Trump is prone to taking out his frustrations on others – he is never to blame for his failures – and inevitably these landed on Bannon, who bragged more than was good for him about his power in the White House and asserted more than he should have. Bannon was ousted from the administration and left in August. Though he and Trump stayed in touch, in retrospect, an eventual falling out seems to have been inevitable.
Trump and Bannon were like two overweight men trying to share a single sleeping bag. Their political world wasn’t big enough for both. They disagreed bitterly over whom to back in the race to fill a Senate seat from Alabama; but, at Bannon’s urging, Trump ultimately backed the erratic former state Supreme Court judge Roy Moore, who’d been removed from the bench twice, and who lost the race. Bannon was seeking to shake up the Republican “establishment” by backing similar “outsider” candidates in this year’s midterm elections, which, if successful, could make it all the harder for Trump to obtain victories in Congress.

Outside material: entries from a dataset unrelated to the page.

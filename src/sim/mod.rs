//! Deterministic collision kernel
//!
//! All physics lives here. This module must stay pure and deterministic:
//! - Fixed timestep only
//! - Stable iteration order (slot map order, scene order)
//! - No rendering or platform dependencies

pub mod arena;
pub mod ball;
pub mod collision;
pub mod events;
pub mod kernel;
pub mod notify;
pub mod realtime;
pub mod rect;
pub mod scene;
pub mod tick;

pub use arena::{ArenaBounds, Axis};
pub use ball::{Ball, BallKey, BallSpec};
pub use collision::{
    RectContact, elastic_impulse, rect_contact, reflect_off_boundary, reflect_velocity,
    time_to_ball_contact, time_to_boundary, time_to_leave_rect, time_to_rect_contact,
};
pub use events::{EventKind, EventQueue, ScheduledEvent};
pub use kernel::PhysicsKernel;
pub use notify::{Notification, Observers, Subscription};
pub use realtime::{FrameInfo, FrameReport, LoopState, RealTimeLoop};
pub use rect::OrientedRect;
pub use scene::{Scene, SceneKind, SceneObject, SceneProvider};
//! Server configuration loaded from environment variables.
//!
//! # Environment Variables
//!
//! ## Required
//! - `DATABASE_URL` - `PostgreSQL` connection string (`postgres://` or `postgresql://`)
//! - `RAZORPAY_KEY_ID` - Razorpay public key ID (handed to the payment widget)
//! - `RAZORPAY_KEY_SECRET` - Razorpay key secret (server-side only)
//!
//! ## Optional
//! - `GREENCART_HOST` - Bind address (default: 127.0.0.1)
//! - `GREENCART_PORT` - Listen port (default: 4000)
//! - `CORS_ALLOWED_ORIGINS` - Comma-separated origin allow-list (default: `http://localhost:5173`)
//! - `PAYMENT_CURRENCY` - ISO 4217 code for provider orders (default: INR)
//! - `RAZORPAY_API_BASE` - Razorpay REST base URL (default: `https://api.razorpay.com`)
//! - `STRIPE_WEBHOOK_SECRET` - Stripe endpoint signing secret; the webhook answers 503 without it
//! - `SENTRY_DSN` - Sentry error tracking DSN
//! - `SENTRY_ENVIRONMENT` - Sentry environment tag

use std::collections::HashMap;
use std::net::{IpAddr, SocketAddr};

use greencart_core::CurrencyCode;
use secrecy::SecretString;
use thiserror::Error;
use url::Url;

const MIN_ENTROPY_BITS_PER_CHAR: f64 = 3.3;
const DEFAULT_ALLOWED_ORIGIN: &str = "http://localhost:5173";
const DEFAULT_RAZORPAY_API_BASE: &str = "https://api.razorpay.com";

/// Default tolerance for Stripe signature timestamps.
pub const DEFAULT_WEBHOOK_TOLERANCE_SECS: i64 = 300;

/// Blocklist of common placeholder patterns (case-insensitive)
const PLACEHOLDER_PATTERNS: &[&str] = &[
    "your-",
    "changeme",
    "replace",
    "placeholder",
    "example",
    "password",
    "xxx",
    "todo",
    "fixme",
    "insert",
    "enter-",
    "put-your",
    "add-your",
];

/// Configuration errors that can occur during loading.
#[derive(Debug, Error)]
pub enum ConfigError {
    #[error("Missing environment variable: {0}")]
    MissingEnvVar(String),
    #[error("Invalid environment variable {0}: {1}")]
    InvalidEnvVar(String, String),
    #[error("Insecure secret in {0}: {1}")]
    InsecureSecret(String, String),
}

/// Server application configuration.
#[derive(Debug, Clone)]
pub struct ServerConfig {
    /// `PostgreSQL` database connection URL (contains password)
    pub database_url: SecretString,
    /// IP address to bind the server to
    pub host: IpAddr,
    /// Port to listen on
    pub port: u16,
    /// Browser origins allowed to call the API with credentials
    pub allowed_origins: Vec<String>,
    /// Currency used for provider orders
    pub currency: CurrencyCode,
    /// Razorpay gateway configuration
    pub razorpay: RazorpayConfig,
    /// Stripe webhook configuration (webhook disabled when absent)
    pub stripe: Option<StripeConfig>,
    /// Sentry DSN for error tracking
    pub sentry_dsn: Option<String>,
    /// Sentry environment tag
    pub sentry_environment: Option<String>,
}

/// Razorpay gateway configuration.
///
/// Implements `Debug` manually to redact the key secret.
#[derive(Clone)]
pub struct RazorpayConfig {
    /// Public key ID, safe to expose to the browser widget
    pub key_id: String,
    /// Key secret used for API basic auth and signature checks
    pub key_secret: SecretString,
    /// REST API base URL
    pub api_base: Url,
}

impl std::fmt::Debug for RazorpayConfig {
    fn fmt(&self, f: &mut std::fmt::Formatter<'_>) -> std::fmt::Result {
        f.debug_struct("RazorpayConfig")
            .field("key_id", &self.key_id)
            .field("key_secret", &"[REDACTED]")
            .field("api_base", &self.api_base.as_str())
            .finish()
    }
}

/// Stripe webhook configuration.
#[derive(Clone)]
pub struct StripeConfig {
    /// Endpoint signing secret (`whsec_...`)
    pub webhook_secret: SecretString,
    /// Maximum accepted age of a signed timestamp, in seconds
    pub tolerance_secs: i64,
}

impl std::fmt::Debug for StripeConfig {
    fn fmt(&self, f: &mut std::fmt::Formatter<'_>) -> std::fmt::Result {
        f.debug_struct("StripeConfig")
            .field("webhook_secret", &"[REDACTED]")
            .field("tolerance_secs", &self.tolerance_secs)
            .finish()
    }
}

impl ServerConfig {
    /// Load configuration from environment variables.
    ///
    /// Calls `dotenvy::dotenv()` to load from `.env` file if present.
    ///
    /// # Errors
    ///
    /// Returns `ConfigError` if required variables are missing, invalid, or
    /// if secrets fail validation (placeholder detection, entropy check).
    pub fn from_env() -> Result<Self, ConfigError> {
        // Load .env file if present (ignore errors if not found)
        let _ = dotenvy::dotenv();

        let database_url = get_database_url("DATABASE_URL")?;
        let host = get_env_or_default("GREENCART_HOST", "127.0.0.1")
            .parse::<IpAddr>()
            .map_err(|e| ConfigError::InvalidEnvVar("GREENCART_HOST".to_string(), e.to_string()))?;
        let port = get_env_or_default("GREENCART_PORT", "4000")
            .parse::<u16>()
            .map_err(|e| ConfigError::InvalidEnvVar("GREENCART_PORT".to_string(), e.to_string()))?;
        let allowed_origins = parse_origins(
            "CORS_ALLOWED_ORIGINS",
            &get_env_or_default("CORS_ALLOWED_ORIGINS", DEFAULT_ALLOWED_ORIGIN),
        )?;
        let currency = get_env_or_default("PAYMENT_CURRENCY", "INR")
            .parse::<CurrencyCode>()
            .map_err(|e| ConfigError::InvalidEnvVar("PAYMENT_CURRENCY".to_string(), e))?;

        Ok(Self {
            database_url,
            host,
            port,
            allowed_origins,
            currency,
            razorpay: RazorpayConfig::from_env()?,
            stripe: StripeConfig::from_env()?,
            sentry_dsn: get_optional_env("SENTRY_DSN"),
            sentry_environment: get_optional_env("SENTRY_ENVIRONMENT"),
        })
    }

    /// Returns the socket address for binding the server.
    #[must_use]
    pub const fn socket_addr(&self) -> SocketAddr {
        SocketAddr::new(self.host, self.port)
    }
}

impl RazorpayConfig {
    fn from_env() -> Result<Self, ConfigError> {
        let api_base = get_env_or_default("RAZORPAY_API_BASE", DEFAULT_RAZORPAY_API_BASE);
        let api_base = Url::parse(&api_base).map_err(|e| {
            ConfigError::InvalidEnvVar("RAZORPAY_API_BASE".to_string(), e.to_string())
        })?;

        Ok(Self {
            key_id: get_required_env("RAZORPAY_KEY_ID")?,
            key_secret: get_validated_secret("RAZORPAY_KEY_SECRET")?,
            api_base,
        })
    }
}

impl StripeConfig {
    fn from_env() -> Result<Option<Self>, ConfigError> {
        if get_optional_env("STRIPE_WEBHOOK_SECRET").is_none() {
            return Ok(None);
        }

        Ok(Some(Self {
            webhook_secret: get_validated_secret("STRIPE_WEBHOOK_SECRET")?,
            tolerance_secs: DEFAULT_WEBHOOK_TOLERANCE_SECS,
        }))
    }
}

// =============================================================================
// Helper Functions
// =============================================================================

/// Get a required environment variable.
fn get_required_env(key: &str) -> Result<String, ConfigError> {
    std::env::var(key).map_err(|_| ConfigError::MissingEnvVar(key.to_string()))
}

/// Get an optional environment variable, treating blank values as unset.
fn get_optional_env(key: &str) -> Option<String> {
    std::env::var(key).ok().filter(|v| !v.trim().is_empty())
}

/// Get an environment variable with a default value.
fn get_env_or_default(key: &str, default: &str) -> String {
    std::env::var(key).unwrap_or_else(|_| default.to_string())
}

/// Get the database URL and check it points at `PostgreSQL`.
fn get_database_url(key: &str) -> Result<SecretString, ConfigError> {
    let value = get_required_env(key)?;
    validate_database_url(key, &value)?;
    Ok(SecretString::from(value.trim().to_string()))
}

/// Reject connection strings for anything other than `PostgreSQL`.
///
/// # Errors
///
/// Returns `ConfigError::InvalidEnvVar` naming `key` when the scheme is wrong.
pub fn validate_database_url(key: &str, value: &str) -> Result<(), ConfigError> {
    if value.trim().starts_with("postgres") {
        Ok(())
    } else {
        Err(ConfigError::InvalidEnvVar(
            key.to_string(),
            "must be a postgres:// or postgresql:// URL".to_string(),
        ))
    }
}

/// Parse a comma-separated origin list into normalized `scheme://host[:port]` strings.
fn parse_origins(key: &str, raw: &str) -> Result<Vec<String>, ConfigError> {
    let mut origins = Vec::new();

    for entry in raw.split(',').map(str::trim).filter(|s| !s.is_empty()) {
        let url = Url::parse(entry)
            .map_err(|e| ConfigError::InvalidEnvVar(key.to_string(), format!("{entry}: {e}")))?;

        let origin = url.origin();
        if !origin.is_tuple() {
            return Err(ConfigError::InvalidEnvVar(
                key.to_string(),
                format!("{entry}: not an http(s) origin"),
            ));
        }

        let origin = origin.ascii_serialization();
        if !origins.contains(&origin) {
            origins.push(origin);
        }
    }

    if origins.is_empty() {
        return Err(ConfigError::InvalidEnvVar(
            key.to_string(),
            "at least one origin is required".to_string(),
        ));
    }

    Ok(origins)
}

/// Calculate Shannon entropy in bits per character.
fn shannon_entropy(s: &str) -> f64 {
    if s.is_empty() {
        return 0.0;
    }

    let mut freq: HashMap<char, usize> = HashMap::new();
    for c in s.chars() {
        *freq.entry(c).or_insert(0) += 1;
    }

    #[allow(clippy::cast_precision_loss)] // String length will never exceed f64 precision
    let len = s.chars().count() as f64;
    freq.values()
        .map(|&count| {
            #[allow(clippy::cast_precision_loss)] // Character count will never exceed f64 precision
            let p = count as f64 / len;
            -p * p.log2()
        })
        .sum()
}

/// Validate that a secret is not a placeholder and has sufficient entropy.
fn validate_secret_strength(secret: &str, var_name: &str) -> Result<(), ConfigError> {
    let lower = secret.to_lowercase();

    for pattern in PLACEHOLDER_PATTERNS {
        if lower.contains(pattern) {
            return Err(ConfigError::InsecureSecret(
                var_name.to_string(),
                format!("appears to be a placeholder (contains '{pattern}')"),
            ));
        }
    }

    let entropy = shannon_entropy(secret);
    if entropy < MIN_ENTROPY_BITS_PER_CHAR {
        return Err(ConfigError::InsecureSecret(
            var_name.to_string(),
            format!(
                "entropy too low ({entropy:.2} bits/char, need >= {MIN_ENTROPY_BITS_PER_CHAR:.1}). Use the value issued by the provider."
            ),
        ));
    }

    Ok(())
}

/// Load and validate a secret from environment.
fn get_validated_secret(key: &str) -> Result<SecretString, ConfigError> {
    let value = get_required_env(key)?;
    validate_secret_strength(&value, key)?;
    Ok(SecretString::from(value))
}

#[cfg(test)]
#[allow(clippy::unwrap_used)]
mod tests {
    use super::*;

    #[test]
    fn test_database_url_must_be_postgres() {
        assert!(validate_database_url("DATABASE_URL", "postgres://localhost/greencart").is_ok());
        assert!(validate_database_url("DATABASE_URL", "postgresql://u:p@db/gc").is_ok());

        let err = validate_database_url("DATABASE_URL", "mongodb://localhost").unwrap_err();
        assert!(matches!(err, ConfigError::InvalidEnvVar(ref k, _) if k == "DATABASE_URL"));
        assert!(validate_database_url("DATABASE_URL", "").is_err());
    }

    #[test]
    fn test_parse_origins_normalizes_and_dedupes() {
        let origins = parse_origins(
            "CORS",
            "http://localhost:5173/, https://shop.example.app , http://localhost:5173",
        )
        .unwrap();
        assert_eq!(
            origins,
            vec![
                "http://localhost:5173".to_string(),
                "https://shop.example.app".to_string()
            ]
        );
    }

    #[test]
    fn test_parse_origins_rejects_garbage() {
        assert!(parse_origins("CORS", "not a url").is_err());
        assert!(parse_origins("CORS", " , ").is_err());
        assert!(parse_origins("CORS", "data:text/plain,hi").is_err());
    }

    #[test]
    fn test_shannon_entropy() {
        assert!((shannon_entropy("") - 0.0).abs() < f64::EPSILON);
        assert!((shannon_entropy("aaaaaaa") - 0.0).abs() < f64::EPSILON);
        assert!((shannon_entropy("ab") - 1.0).abs() < 0.01);
        assert!(shannon_entropy("aB3$xY9!mK2@nL5#") > 3.3);
    }

    #[test]
    fn test_validate_secret_strength() {
        assert!(matches!(
            validate_secret_strength("your-razorpay-secret", "RAZORPAY_KEY_SECRET"),
            Err(ConfigError::InsecureSecret(_, _))
        ));
        assert!(validate_secret_strength("aaaaaaaaaaaaaaaaaaaaaaa", "RAZORPAY_KEY_SECRET").is_err());
        assert!(validate_secret_strength("whsec_9fQ2xLk7PzR4mT8vB1nC6yH3", "STRIPE").is_ok());
    }

    #[test]
    fn test_socket_addr() {
        let config = ServerConfig {
            database_url: SecretString::from("postgres://localhost/test"),
            host: "127.0.0.1".parse().unwrap(),
            port: 4000,
            allowed_origins: vec![DEFAULT_ALLOWED_ORIGIN.to_string()],
            currency: CurrencyCode::INR,
            razorpay: RazorpayConfig {
                key_id: "rzp_test_key".to_string(),
                key_secret: SecretString::from("s3cr3t"),
                api_base: Url::parse(DEFAULT_RAZORPAY_API_BASE).unwrap(),
            },
            stripe: None,
            sentry_dsn: None,
            sentry_environment: None,
        };

        let addr = config.socket_addr();
        assert_eq!(addr.ip().to_string(), "127.0.0.1");
        assert_eq!(addr.port(), 4000);
    }

    #[test]
    fn test_debug_redacts_secrets() {
        let razorpay = RazorpayConfig {
            key_id: "rzp_test_visible".to_string(),
            key_secret: SecretString::from("super_hidden_key_secret"),
            api_base: Url::parse(DEFAULT_RAZORPAY_API_BASE).unwrap(),
        };
        let stripe = StripeConfig {
            webhook_secret: SecretString::from("whsec_super_hidden"),
            tolerance_secs: DEFAULT_WEBHOOK_TOLERANCE_SECS,
        };

        let debug_output = format!("{razorpay:?} {stripe:?}");
        assert!(debug_output.contains("rzp_test_visible"));
        assert!(debug_output.contains("[REDACTED]"));
        assert!(!debug_output.contains("super_hidden"));
    }
}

Despite his denials, it was Trump who more or less agreed to allow Wolff, whose reputation for slashing his subjects Trump presumably would have known from his years in New York City, to interview the White House staff for a book. Some aides say they believed they were talking to Wolff “off the record,” meaning that they wouldn’t be publicly associated with their remarks. But, even if that were true, it was hardly soothing to a furious president: they had said these things.
In Trump’s view, Bannon’s great sin with regard to Wolff’s book was to say highly negative things about the president’s family. Trump was particularly infuriated by Bannon’s description of a now-famous meeting that his son, Donald Jr., and other senior campaign staff held in Trump Tower in June 2016 with some Russians who said that they had “dirt” on Hillary Clinton. Bannon told Wolff that the meeting was “treasonous.” But, depending on what actually transpired in that meeting, Bannon might not have been so far off. (Trump himself participated in a meeting aboard Air Force One, as he returned from his second presidential trip abroad, to draft a statement to cover up what happened in that Trump Tower meeting.)
Trump was also reportedly furious that Bannon had described the president’s favorite child, Ivanka, as “dumb as a brick.” Wolff also reports that Ivanka and her husband, White House senior adviser Jared Kushner, had agreed that after their expected smashing success at the White House, it would be Ivanka who would run for president.
Overstating matters, as is his wont, Trump claimed, in effect, that Bannon had had nothing to do with his election victory, and that the two had almost never talked one on one. And, as is his wont, Trump threatened to sue Bannon. Trump has a long track record of threatening lawsuits without ever filing them, but even the threat can be costly to the putative target.
Yet the momentary obsession with the feuding within the Trump camp shouldn’t obscure other realities. Behind the drama, Trump has certain clear goals, and cabinet and agency heads who share them – and who don’t get distracted by the publication of a juicy account of the president’s behavior.
While much of Washington and its press corps were discussing the latest revelations, the Department of Justice, which is supposed to be somewhat independent of the White House, was being turned into a partisan instrument for pursuing the president’s grudges. Indeed, last week, it was disclosed that the DoJ was reopening an investigation into the already thoroughly investigated matter of Hillary Clinton’s emails. The FBI, it was also disclosed, would be looking into the Clinton Foundation.
The use of a government agency to punish a president’s previous opponent recalls the behavior for which Richard Nixon was impeached, and suggests a very different form of government than a democratic one.